A Ouchy, Jean-Philippe Ceppi bichonne le voilier de 30 ans que lui a confié son père, qui ne peut plus sʼen occuper. C’est l’occasion de joyeux apéros et de baignades au beau milieu du lac dans le plus simple appareil pour ce skipper qui possède un permis mer.

Darrin Vanselow

Quitte à se mettre parfois à dos la direction de la RTS, Jean-Philippe Ceppi défend contre vents et marées depuis plus de vingt ans la rigueur, la qualité et le professionnalisme de «Temps présent», ce grand rendez-vous d’information du jeudi soir. Etre une personnalité lisse sur une mer d’huile, ça ne lui ressemblerait pas. C’est ainsi que, avec son équipe, il couvre et explique guerres et conflits, dénonce les abus des grosses industries, la criminalité économique, les injustices sociales ou les problèmes de santé publique. Mais aujourd’hui, le capitaine se prépare à quitter la tête de l’émission pour revenir au journalisme de terrain, tout en transmettant le meilleur de son expérience, en matière de déontologie, notamment.

- Après presque vingt ans passés à la présentation et à la production de «Temps présent», lâcher la barre a-t-il été une décision difficile à prendre? 
- Jean-Philippe Ceppi: Non, car c’est une réflexion longuement mûrie: dans un contexte néo-féministe qui a pas mal ébranlé la RTS, je me suis demandé s’il était encore pertinent d’avoir un mâle sexagénaire, blanc, hétérosexuel à la présentation de «Temps présent». N’était-ce pas le moment qu’une jeune femme prenne le relais? A la base, mon intention était de me retirer pour les 50 ans de l’émission, en 2019. J’en ai informé ma direction: j’étais prêt à laisser ma place pour envoyer un message fort. Cela a juste pris un peu plus de temps que prévu à cause du covid, une des périodes les plus intenses que l’on ait vécues à «Temps présent». Le travail de ma rédaction réalisé durant toute cette période est juste inouï, d’un courage et d’un professionnalisme exceptionnels. J’en suis très fier. Impossible d’imaginer une transition à ce moment-là.

- Jusqu’à cette année… 
- Oui, la direction m’a fait une proposition intéressante et je l’ai acceptée. Elle répondait à mon envie de changement, de sortir de ma zone de confort, de renouer avec le plaisir du terrain. J’ai été en Ukraine en février dernier et, même si c’était bref, j’ai aimé retrouver la liberté du terrain: ma conviction était faite. 

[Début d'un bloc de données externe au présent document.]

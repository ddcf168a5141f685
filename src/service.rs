//! Service facade over the pipeline: the operations the HTTP layer (out
//! of scope here) and the CLI consume.

use std::sync::Arc;
use std::time::Duration;

use crate::config::Settings;
use crate::crawlers::{
    default_exclude_rules, CrawlOutcome, DojCrawler, EndpointCrawler, HttpClient,
};
use crate::error::{Error, Result};
use crate::ingest::splitter::PageSplitter;
use crate::ingest::{FetchReport, Fetcher};
use crate::models::{Entity, EntityKind, OcrState};
use crate::ocr::OcrCoordinator;
use crate::pipeline::PagePipeline;
use crate::repository::Repository;
use crate::search::{Embedder, SearchEngine, SearchHit, SearchMode, SearchOptions};
use crate::storage::{BlobStore, FsBlobStore};

/// Which source an ingest run crawls.
#[derive(Debug, Clone)]
pub enum SourceSpec {
    /// Generic JSON listing endpoint at this base URL.
    Endpoint(String),
    /// The configured site-specific crawl root.
    Site(String),
}

impl SourceSpec {
    /// Resolve a CLI/API source id: "site" (or "doj") selects the
    /// site-specific crawler, an http(s) URL selects the generic
    /// endpoint crawler, no id falls back to the configured endpoint.
    pub fn resolve(source_id: Option<&str>, settings: &Settings) -> Result<Self> {
        match source_id {
            Some("site") | Some("doj") => Ok(Self::Site(settings.site_root.clone())),
            Some(url) if url.starts_with("http://") || url.starts_with("https://") => {
                Ok(Self::Endpoint(url.trim_end_matches('/').to_string()))
            }
            Some(other) => Err(Error::InvalidArgument(format!(
                "unknown source: {other} (expected \"site\" or a base URL)"
            ))),
            None => settings
                .source_endpoint
                .clone()
                .map(Self::Endpoint)
                .ok_or_else(|| {
                    Error::InvalidArgument(
                        "no source given and no source_endpoint configured".to_string(),
                    )
                }),
        }
    }
}

/// Options for an ingest run.
#[derive(Debug, Clone)]
pub struct IngestOptions {
    /// Stop after this many downloads (0 = unlimited).
    pub limit: usize,
    /// Run OCR on the new pages inline instead of leaving them for the
    /// worker loop.
    pub process_pages: bool,
    pub skip_existing: bool,
}

impl Default for IngestOptions {
    fn default() -> Self {
        Self {
            limit: 0,
            process_pages: false,
            skip_existing: true,
        }
    }
}

/// What an ingest run did.
#[derive(Debug, Default)]
pub struct IngestReport {
    pub discovered: usize,
    pub excluded: usize,
    pub downloaded: usize,
    /// Pages OCR-processed inline this run.
    pub processed: usize,
    pub errors: Vec<String>,
}

/// The core service: storage, repository, pipeline, and search engine
/// wired together from settings.
pub struct ScansiftService {
    settings: Settings,
    repo: Arc<Repository>,
    blobs: Arc<dyn BlobStore>,
    client: Arc<HttpClient>,
    pipeline: Arc<PagePipeline>,
    engine: SearchEngine,
}

impl ScansiftService {
    /// Open the service against the configured data directory.
    pub fn open(settings: Settings) -> Result<Self> {
        settings.ensure_directories()?;
        let repo = Arc::new(Repository::open(&settings.database_path())?);
        let blobs: Arc<dyn BlobStore> = Arc::new(FsBlobStore::new(&settings.blobs_dir)?);
        let client = Arc::new(HttpClient::new(
            Duration::from_secs(settings.http_timeout_seconds),
            Duration::from_millis(settings.crawler.rate_limit_per_host_ms),
        )?);

        let coordinator = OcrCoordinator::new(settings.ocr.clone())
            .map_err(|e| Error::Internal(format!("failed to set up OCR engine: {e}")))?;
        let pipeline = Arc::new(PagePipeline::new(repo.clone(), blobs.clone(), coordinator));
        let engine = SearchEngine::new(repo.clone(), settings.search.clone());

        Ok(Self {
            settings,
            repo,
            blobs,
            client,
            pipeline,
            engine,
        })
    }

    /// Attach an embedder, enabling semantic search.
    pub fn with_embedder(mut self, embedder: Arc<dyn Embedder>) -> Self {
        self.engine = SearchEngine::new(self.repo.clone(), self.settings.search.clone())
            .with_embedder(embedder);
        self
    }

    pub fn settings(&self) -> &Settings {
        &self.settings
    }

    pub fn repo(&self) -> Arc<Repository> {
        self.repo.clone()
    }

    pub fn pipeline(&self) -> Arc<PagePipeline> {
        self.pipeline.clone()
    }

    /// Crawl a source without downloading anything.
    pub async fn preview_source(&self, source: &SourceSpec) -> Result<CrawlOutcome> {
        match source {
            SourceSpec::Endpoint(base) => {
                EndpointCrawler::new(&self.client, base).discover().await
            }
            SourceSpec::Site(root) => {
                DojCrawler::new(&self.client, root, default_exclude_rules())
                    .discover()
                    .await
            }
        }
    }

    /// Full ingest run: crawl, fetch non-excluded files, split into
    /// pages, optionally OCR inline.
    pub async fn ingest_from_source(
        &self,
        source: &SourceSpec,
        opts: &IngestOptions,
    ) -> Result<IngestReport> {
        let mut report = IngestReport::default();

        let outcome = self.preview_source(source).await?;
        report.discovered = outcome.descriptors.len();
        report.excluded = outcome
            .descriptors
            .iter()
            .filter(|d| d.is_excluded())
            .count();
        report.errors.extend(outcome.errors);

        let mut candidates = outcome.descriptors;
        if opts.limit > 0 {
            let mut kept = 0;
            candidates.retain(|d| {
                if d.is_excluded() {
                    true
                } else {
                    kept += 1;
                    kept <= opts.limit
                }
            });
        }

        let fetcher = Arc::new(Fetcher::new(
            self.repo.clone(),
            self.blobs.clone(),
            self.settings.crawler.clone(),
            opts.skip_existing,
        ));
        let fetch_report: FetchReport = fetcher.fetch_all(self.client.clone(), &candidates).await;
        report.downloaded = fetch_report.downloaded;
        report.errors.extend(fetch_report.errors);

        // Split everything this run touched; splitting is idempotent.
        let splitter = Arc::new(PageSplitter::new(
            self.repo.clone(),
            self.blobs.clone(),
            self.settings.pdf_dpi,
        ));
        for doc_id in &fetch_report.document_ids {
            let Some(doc) = self.repo.get_document(doc_id)? else {
                continue;
            };
            let splitter = splitter.clone();
            let result =
                tokio::task::spawn_blocking(move || splitter.split_document(&doc)).await;
            match result {
                Ok(Ok(_)) => {}
                Ok(Err(e)) => report.errors.push(format!("split {doc_id}: {e}")),
                Err(e) => report.errors.push(format!("split {doc_id} panicked: {e}")),
            }
        }

        if opts.process_pages {
            report.processed = self.process_pending_pages(0).await?;
        }

        Ok(report)
    }

    /// Ingest caller-provided bytes and split them into pages.
    pub async fn enqueue_document(
        &self,
        bytes: Vec<u8>,
        filename: &str,
        source_url: Option<&str>,
        forbid_reuse: bool,
    ) -> Result<String> {
        let fetcher = Fetcher::new(
            self.repo.clone(),
            self.blobs.clone(),
            self.settings.crawler.clone(),
            true,
        );
        let doc_id = fetcher.store_bytes(&bytes, filename, source_url, forbid_reuse)?;

        let Some(doc) = self.repo.get_document(&doc_id)? else {
            return Err(Error::Internal(format!(
                "document {doc_id} vanished after store"
            )));
        };
        let splitter = PageSplitter::new(
            self.repo.clone(),
            self.blobs.clone(),
            self.settings.pdf_dpi,
        );
        tokio::task::spawn_blocking(move || splitter.split_document(&doc))
            .await
            .map_err(|e| Error::Internal(format!("split task panicked: {e}")))??;

        Ok(doc_id)
    }

    /// Claim and process pending pages until none remain (or `limit`).
    /// Returns the number of pages that reached `done`.
    pub async fn process_pending_pages(&self, limit: usize) -> Result<usize> {
        let mut processed = 0usize;
        loop {
            if limit > 0 && processed >= limit {
                break;
            }
            let batch = self
                .repo
                .claim_pending_pages(self.settings.worker.batch_size.max(1))?;
            if batch.is_empty() {
                break;
            }
            for page in batch {
                let pipeline = self.pipeline.clone();
                let page_clone = page.clone();
                let result =
                    tokio::task::spawn_blocking(move || pipeline.process_page(&page_clone))
                        .await
                        .map_err(|e| Error::Internal(format!("OCR task panicked: {e}")))?;
                match result {
                    Ok(_) => processed += 1,
                    Err(e) => {
                        let permanent = !e.is_transient();
                        self.repo.record_page_failure(
                            &page.id,
                            &e.to_string(),
                            crate::worker::MAX_PAGE_ATTEMPTS,
                            permanent,
                        )?;
                        tracing::warn!("page {} failed: {}", page.id, e);
                    }
                }
            }
        }
        Ok(processed)
    }

    /// Multi-modal search over indexed pages.
    pub fn search(
        &self,
        mode: SearchMode,
        query: &str,
        opts: &SearchOptions,
    ) -> Result<Vec<SearchHit>> {
        self.engine.search(mode, query, opts)
    }

    /// List detected entities with optional filters.
    pub fn list_entities(
        &self,
        kind: Option<EntityKind>,
        document_id: Option<&str>,
        limit: Option<u32>,
    ) -> Result<Vec<Entity>> {
        let limit = limit.unwrap_or(self.settings.search.default_limit).min(1000);
        Ok(self.repo.list_entities(kind, document_id, limit)?)
    }

    /// Blob URL for a page raster.
    pub fn get_page(&self, page_id: &str) -> Result<String> {
        let page = self
            .repo
            .get_page(page_id)?
            .ok_or_else(|| Error::NotFound(format!("page {page_id} not found")))?;
        if !self.blobs.exists(&page.image_path) {
            return Err(Error::NotFound(format!(
                "raster for page {page_id} missing from blob store"
            )));
        }
        Ok(self.blobs.url(&page.image_path))
    }

    /// Counts for the status command.
    pub fn status(&self) -> Result<StatusReport> {
        Ok(StatusReport {
            documents: self.repo.count_documents()?,
            pages_pending: self.repo.count_pages_in_state(OcrState::Pending)?,
            pages_in_progress: self.repo.count_pages_in_state(OcrState::InProgress)?,
            pages_done: self.repo.count_pages_in_state(OcrState::Done)?,
            pages_failed: self.repo.count_pages_in_state(OcrState::Failed)?,
            ocr_texts: self.repo.count_ocr_texts()?,
            search_records: self.repo.count_search_records()?,
        })
    }
}

/// Pipeline state counts.
#[derive(Debug)]
pub struct StatusReport {
    pub documents: u64,
    pub pages_pending: u64,
    pub pages_in_progress: u64,
    pub pages_done: u64,
    pub pages_failed: u64,
    pub ocr_texts: u64,
    pub search_records: u64,
}
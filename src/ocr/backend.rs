//! OCR backend abstraction.
//!
//! Backends receive a decoded image and return word-level boxes with
//! confidences in the pixel coordinates of that image. The coordinator
//! owns preprocessing and maps boxes back to original page coordinates.

use image::DynamicImage;
use thiserror::Error;

use crate::models::{page_confidence, WordBox};

/// Errors from OCR backends.
#[derive(Debug, Error)]
pub enum OcrError {
    #[error("backend not available: {0}")]
    BackendNotAvailable(String),

    #[error("OCR failed: {0}")]
    OcrFailed(String),

    #[error("rate limited by {backend}, retry after {retry_after_secs:?}s")]
    RateLimited {
        backend: OcrEngineKind,
        retry_after_secs: Option<u64>,
    },

    #[error("image error: {0}")]
    ImageError(String),

    #[error("IO error: {0}")]
    Io(#[from] std::io::Error),
}

impl OcrError {
    /// Whether retrying later could succeed.
    pub fn is_transient(&self) -> bool {
        matches!(
            self,
            OcrError::RateLimited { .. } | OcrError::Io(_) | OcrError::OcrFailed(_)
        )
    }

    /// Short class name recorded on failed pages.
    pub fn class(&self) -> &'static str {
        match self {
            OcrError::BackendNotAvailable(_) => "backend_not_available",
            OcrError::OcrFailed(_) => "ocr_failed",
            OcrError::RateLimited { .. } => "rate_limited",
            OcrError::ImageError(_) => "image_error",
            OcrError::Io(_) => "io",
        }
    }
}

/// Available OCR engines.
#[derive(Debug, Clone, Copy, PartialEq, Eq, Hash)]
pub enum OcrEngineKind {
    /// Tesseract via command line.
    Tesseract,
    /// Pure-Rust neural OCR (ocrs crate).
    Ocrs,
    /// PaddleOCR via ONNX Runtime.
    Paddle,
    /// Remote vision API (Textract-style).
    Textract,
    /// Word-level merge across every configured engine.
    Ensemble,
}

impl OcrEngineKind {
    pub fn as_str(&self) -> &'static str {
        match self {
            Self::Tesseract => "tesseract",
            Self::Ocrs => "ocrs",
            Self::Paddle => "paddle",
            Self::Textract => "textract",
            Self::Ensemble => "ensemble",
        }
    }

    pub fn parse(s: &str) -> Option<Self> {
        match s.to_lowercase().as_str() {
            "tesseract" => Some(Self::Tesseract),
            // The pure-Rust neural engine fills the EasyOCR role.
            "ocrs" | "easyocr" => Some(Self::Ocrs),
            "paddle" | "paddleocr" => Some(Self::Paddle),
            "textract" => Some(Self::Textract),
            "ensemble" => Some(Self::Ensemble),
            _ => None,
        }
    }
}

impl std::fmt::Display for OcrEngineKind {
    fn fmt(&self, f: &mut std::fmt::Formatter<'_>) -> std::fmt::Result {
        write!(f, "{}", self.as_str())
    }
}

/// Result of one OCR pass over one image.
#[derive(Debug, Clone, Default)]
pub struct OcrPageResult {
    /// Word boxes in the coordinates of the image the backend was given.
    pub word_boxes: Vec<WordBox>,
    /// Character-length-weighted mean word confidence; 0 for empty pages.
    pub page_confidence: f32,
    /// Identifier of the engine that produced this result.
    pub engine: String,
}

impl OcrPageResult {
    pub fn from_word_boxes(word_boxes: Vec<WordBox>, engine: &OcrEngineKind) -> Self {
        let confidence = page_confidence(&word_boxes);
        Self {
            word_boxes,
            page_confidence: confidence,
            engine: engine.as_str().to_string(),
        }
    }
}

/// Capability interface every OCR engine implements.
pub trait OcrBackend: Send + Sync {
    fn kind(&self) -> OcrEngineKind;

    /// Whether the engine can run (binaries installed, models present,
    /// credentials configured).
    fn is_available(&self) -> bool;

    /// What is missing when `is_available` is false.
    fn availability_hint(&self) -> String;

    /// Recognize words in the given image.
    fn extract(
        &self,
        image: &DynamicImage,
        languages: &[String],
    ) -> Result<OcrPageResult, OcrError>;
}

- Il n’y a donc aucun soupçon d’âgisme à avoir quant à cette décision?
- En aucun cas! On ne m’a vraiment pas poussé vers la sortie. Je suis extrêmement reconnaissant à la RTS d’avoir été créative et d’avoir imaginé quelque chose qui pourrait à la fois me plaire et être utile à l’entreprise. Je prends vraiment cela comme une marque de confiance et de respect pour le travail effectué. J’ai beaucoup de chance pour ce que j’ai reçu durant toutes ces années et pour ce qui m’est offert maintenant.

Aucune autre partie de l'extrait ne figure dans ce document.